Langfristig ist auch mit der Abnahme von Krebs, Stoffwechselstörungen wie Diabetes Typ 2, Netzhautschäden mit Erblindungsgefahr und anderen Erkrankungen durch Passivrauchen (z.B. der Nasennebenhöhlen) zu rechnen. Neuberger: „Eltern wird durch das Rauchverbot in der Gastronomie die Gefahr bewusst gemacht und sie verzichten auch auf das Rauchen zu Hause oder im Auto in Gegenwart von Kindern oder Schwangeren.“ So konnte laut Neuberger gezeigt werden, dass nach der Einführung einer rauchfreien Gastronomie eine deutliche Abnahme von Frühgeburten und Spitalsaufnahmen von Kindern wegen Asthma (10-18 Prozent) oder wegen Lungenentzündungen (14-18 Prozent) zu verzeichnen waren.
Rauchstopp bringt rasch positive Effekte
In Ländern, die rauchfreie Lokale eingeführt haben, nahmen Krankheits- und Sterbefälle durch Passivrauchen ab, sowohl beim Gaststättenpersonal wie auch bei der Bevölkerung.
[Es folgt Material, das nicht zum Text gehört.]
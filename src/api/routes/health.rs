//! Health Routes
//!
//! Health check endpoints for monitoring and container probes.
//!
//! - GET /health/live - Liveness probe (process is alive)
//! - GET /health/ready - Readiness probe (database answers)
//! - GET /health - Full health status

use axum::{extract::State, http::StatusCode, Json};
use std::sync::Arc;

use crate::api::dto::HealthResponse;
use crate::api::state::AppState;

/// GET /health/live
///
/// Returns 200 if the process is alive, no dependency checks.
pub async fn liveness() -> StatusCode {
    StatusCode::OK
}

/// GET /health/ready
///
/// Returns 200 once the database answers a round trip.
pub async fn readiness(State(state): State<Arc<AppState>>) -> StatusCode {
    if database_ok(&state) {
        StatusCode::OK
    } else {
        StatusCode::SERVICE_UNAVAILABLE
    }
}

/// GET /health
///
/// Full health status with component details.
pub async fn full_health(State(state): State<Arc<AppState>>) -> Json<HealthResponse> {
    let db_ok = database_ok(&state);

    Json(HealthResponse {
        status: if db_ok { "healthy" } else { "unhealthy" }.to_string(),
        database: if db_ok { "ok" } else { "error" }.to_string(),
        uploads: if state.uploads_enabled() {
            "enabled"
        } else {
            "disabled"
        }
        .to_string(),
        uptime_seconds: state.uptime_seconds(),
        version: env!("CARGO_PKG_VERSION").to_string(),
    })
}

fn database_ok(state: &AppState) -> bool {
    match state.db.ping() {
        Ok(()) => true,
        Err(e) => {
            tracing::warn!(error = %e, "Database health check failed");
            false
        }
    }
}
Die soziale Akzeptanz dieser Luftverunreinigung nahm ebenfalls ab und die Verführung Jugendlicher wurde erschwert. RaucherInnen erleichterten diese gesetzliche Maßnahme den Ausstieg aus der Nikotinsucht oder die Reduktion ihres Tabakkonsums. In allen EU-Ländern, die eine ausnahmslos rauchfreie Gastronomie einführten, sind die Zustimmungsraten in der Bevölkerung gestiegen.
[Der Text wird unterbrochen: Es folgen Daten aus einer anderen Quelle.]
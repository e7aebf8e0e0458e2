//! Lead input: the admin form and the public admission form

use crate::storage::{Lead, LeadSource, LeadStatus};
use crate::validation::{is_valid_email, is_valid_phone, is_valid_url, max_len, require};
use chrono::Utc;
use serde::{Deserialize, Deserializer};

/// Lead fields as submitted by the admin desk
#[derive(Debug, Clone, Default, Deserialize)]
pub struct LeadDraft {
    pub name: String,
    pub number: String,
    #[serde(default)]
    pub english_name: String,
    #[serde(default)]
    pub class: String,
    #[serde(default)]
    pub description: String,
    #[serde(default)]
    pub mother_name: String,
    #[serde(default)]
    pub father_name: String,
    #[serde(default)]
    pub photo_url: String,
    #[serde(default)]
    pub email: String,
    /// Status string; parsed case-insensitively, defaults to "Not Admitted"
    #[serde(default)]
    pub status: Option<String>,
    /// Linked student account. Absent keeps the current link on update,
    /// `null` or an empty string clears it.
    #[serde(default, deserialize_with = "present")]
    pub student_id: Option<Option<String>>,
}

/// Tell a field sent as `null` apart from one left out
fn present<'de, D>(deserializer: D) -> Result<Option<Option<String>>, D::Error>
where
    D: Deserializer<'de>,
{
    Option::<String>::deserialize(deserializer).map(Some)
}

fn link_id(student_id: Option<String>) -> Option<String> {
    student_id
        .map(|id| id.trim().to_string())
        .filter(|id| !id.is_empty())
}

impl LeadDraft {
    pub fn new(name: impl Into<String>, number: impl Into<String>) -> Self {
        Self {
            name: name.into(),
            number: number.into(),
            ..Default::default()
        }
    }

    /// Check required fields and formats; returns the parsed status
    pub fn validate(&self) -> Result<LeadStatus, String> {
        require("Name", &self.name)?;
        require("Number", &self.number)?;
        max_len("Name", &self.name, 200)?;
        max_len("Description", &self.description, 2000)?;

        if !is_valid_phone(&self.number) {
            return Err(format!("Invalid phone number: {}", self.number.trim()));
        }
        if !self.email.trim().is_empty() && !is_valid_email(&self.email) {
            return Err(format!("Invalid email: {}", self.email.trim()));
        }
        if !self.photo_url.trim().is_empty() && !is_valid_url(&self.photo_url) {
            return Err("Photo URL must be an http(s) link".to_string());
        }

        match self.status.as_deref().map(str::trim) {
            None | Some("") => Ok(LeadStatus::NotAdmitted),
            Some(status) => status.parse(),
        }
    }

    /// Validate and build a new lead
    pub fn into_lead(mut self, source: LeadSource) -> Result<Lead, String> {
        let status = self.validate()?;
        let mut lead = Lead::new(&self.name, &self.number)
            .status(status)
            .source(source);
        lead.student_id = link_id(self.student_id.take().flatten());
        self.fill(&mut lead);
        Ok(lead)
    }

    /// Validate and overwrite an existing lead, keeping id, source and creation time
    pub fn apply_to(mut self, lead: &mut Lead) -> Result<(), String> {
        let status = self.validate()?;
        lead.name = self.name.trim().to_string();
        lead.number = self.number.trim().to_string();
        lead.status = status;
        if let Some(student_id) = self.student_id.take() {
            lead.student_id = link_id(student_id);
        }
        self.fill(lead);
        lead.updated_at = Utc::now();
        Ok(())
    }

    fn fill(self, lead: &mut Lead) {
        lead.english_name = self.english_name.trim().to_string();
        lead.class = self.class.trim().to_string();
        lead.description = self.description.trim().to_string();
        lead.mother_name = self.mother_name.trim().to_string();
        lead.father_name = self.father_name.trim().to_string();
        lead.photo_url = self.photo_url.trim().to_string();
        lead.email = self.email.trim().to_lowercase();
    }
}

/// Public admission form. Always lands as a "Not Admitted" intake lead.
#[derive(Debug, Clone, Default, Deserialize)]
pub struct IntakeForm {
    pub name: String,
    #[serde(default)]
    pub english_name: String,
    #[serde(default)]
    pub class: String,
    pub phone_number: String,
    #[serde(default)]
    pub mother_name: String,
    #[serde(default)]
    pub father_name: String,
    #[serde(default)]
    pub description: String,
    #[serde(default)]
    pub email: String,
    #[serde(default)]
    pub photo_url: String,
}

impl From<IntakeForm> for LeadDraft {
    fn from(form: IntakeForm) -> Self {
        LeadDraft {
            name: form.name,
            number: form.phone_number,
            english_name: form.english_name,
            class: form.class,
            description: form.description,
            mother_name: form.mother_name,
            father_name: form.father_name,
            photo_url: form.photo_url,
            email: form.email,
            status: None,
            student_id: None,
        }
    }
}

impl IntakeForm {
    pub fn into_lead(self) -> Result<Lead, String> {
        require("Class", &self.class)?;
        LeadDraft::from(self).into_lead(LeadSource::Intake)
    }
}

#[cfg(test)]
mod tests {
    use super::*;

    #[test]
    fn test_requires_name_and_number() {
        assert_eq!(
            LeadDraft::new(" ", "01712345678").validate().unwrap_err(),
            "Name is required"
        );
        assert_eq!(
            LeadDraft::new("Rahim", "").validate().unwrap_err(),
            "Number is required"
        );
    }

    #[test]
    fn test_status_parsing() {
        let mut draft = LeadDraft::new("Rahim", "01712345678");
        assert_eq!(draft.validate(), Ok(LeadStatus::NotAdmitted));

        draft.status = Some("admitted".to_string());
        assert_eq!(draft.validate(), Ok(LeadStatus::Admitted));

        draft.status = Some("maybe".to_string());
        assert!(draft.validate().is_err());
    }

    #[test]
    fn test_rejects_bad_formats() {
        let mut draft = LeadDraft::new("Rahim", "not a number");
        assert!(draft.validate().is_err());

        draft.number = "01712345678".to_string();
        draft.email = "nope".to_string();
        assert!(draft.validate().unwrap_err().starts_with("Invalid email"));

        draft.email = String::new();
        draft.photo_url = "file:///etc/passwd".to_string();
        assert!(draft.validate().is_err());
    }

    #[test]
    fn test_into_lead_trims() {
        let mut draft = LeadDraft::new(" Rahim ", " 01712345678 ");
        draft.class = " Play ".to_string();
        draft.student_id = Some(Some("  ".to_string()));

        let lead = draft.into_lead(LeadSource::Manual).unwrap();
        assert_eq!(lead.name, "Rahim");
        assert_eq!(lead.number, "01712345678");
        assert_eq!(lead.class, "Play");
        assert!(lead.student_id.is_none());
    }

    #[test]
    fn test_apply_keeps_identity() {
        let mut lead = LeadDraft::new("Rahim", "01712345678")
            .into_lead(LeadSource::Intake)
            .unwrap();
        let id = lead.id.clone();
        let created = lead.created_at;

        let mut update = LeadDraft::new("Rahim Uddin", "01712345678");
        update.status = Some("Canceled".to_string());
        update.apply_to(&mut lead).unwrap();

        assert_eq!(lead.id, id);
        assert_eq!(lead.created_at, created);
        assert_eq!(lead.source, LeadSource::Intake);
        assert_eq!(lead.status, LeadStatus::Canceled);
        assert_eq!(lead.name, "Rahim Uddin");
    }

    #[test]
    fn test_update_keeps_link_unless_sent() {
        let mut lead = Lead::new("Rahim", "01712345678");
        lead.student_id = Some("student-1".to_string());

        let draft: LeadDraft =
            serde_json::from_str(r#"{"name": "Rahim", "number": "01712345678"}"#).unwrap();
        assert!(draft.student_id.is_none());
        draft.apply_to(&mut lead).unwrap();
        assert_eq!(lead.student_id.as_deref(), Some("student-1"));

        let draft: LeadDraft = serde_json::from_str(
            r#"{"name": "Rahim", "number": "01712345678", "student_id": " student-2 "}"#,
        )
        .unwrap();
        draft.apply_to(&mut lead).unwrap();
        assert_eq!(lead.student_id.as_deref(), Some("student-2"));

        let draft: LeadDraft = serde_json::from_str(
            r#"{"name": "Rahim", "number": "01712345678", "student_id": null}"#,
        )
        .unwrap();
        assert_eq!(draft.student_id, Some(None));
        draft.apply_to(&mut lead).unwrap();
        assert!(lead.student_id.is_none());
    }

    #[test]
    fn test_intake_form() {
        let form = IntakeForm {
            name: "সালমা".to_string(),
            english_name: "Salma".to_string(),
            class: "প্রথম".to_string(),
            phone_number: "01812345678".to_string(),
            ..Default::default()
        };
        let lead = form.into_lead().unwrap();
        assert_eq!(lead.source, LeadSource::Intake);
        assert_eq!(lead.status, LeadStatus::NotAdmitted);

        let missing_class = IntakeForm {
            name: "Salma".to_string(),
            phone_number: "01812345678".to_string(),
            ..Default::default()
        };
        assert_eq!(missing_class.into_lead().unwrap_err(), "Class is required");
    }
}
Neue Anti-Rauch-Website der MedUni Wien
Gleichzeitig mit der Pressekonferenz im Rektoratssaal der MedUni Wien wurde eine Website gelauncht (www.meduniwien.ac.at/kontra_rauchen), auf der zahlreiche MedizinerInnen und ForscherInnen der MedUni Wien aus deren spezifischer Fachsicht in kurzen Statements erklären, warum (Passiv-)Rauchen gesundheitsschädlich ist.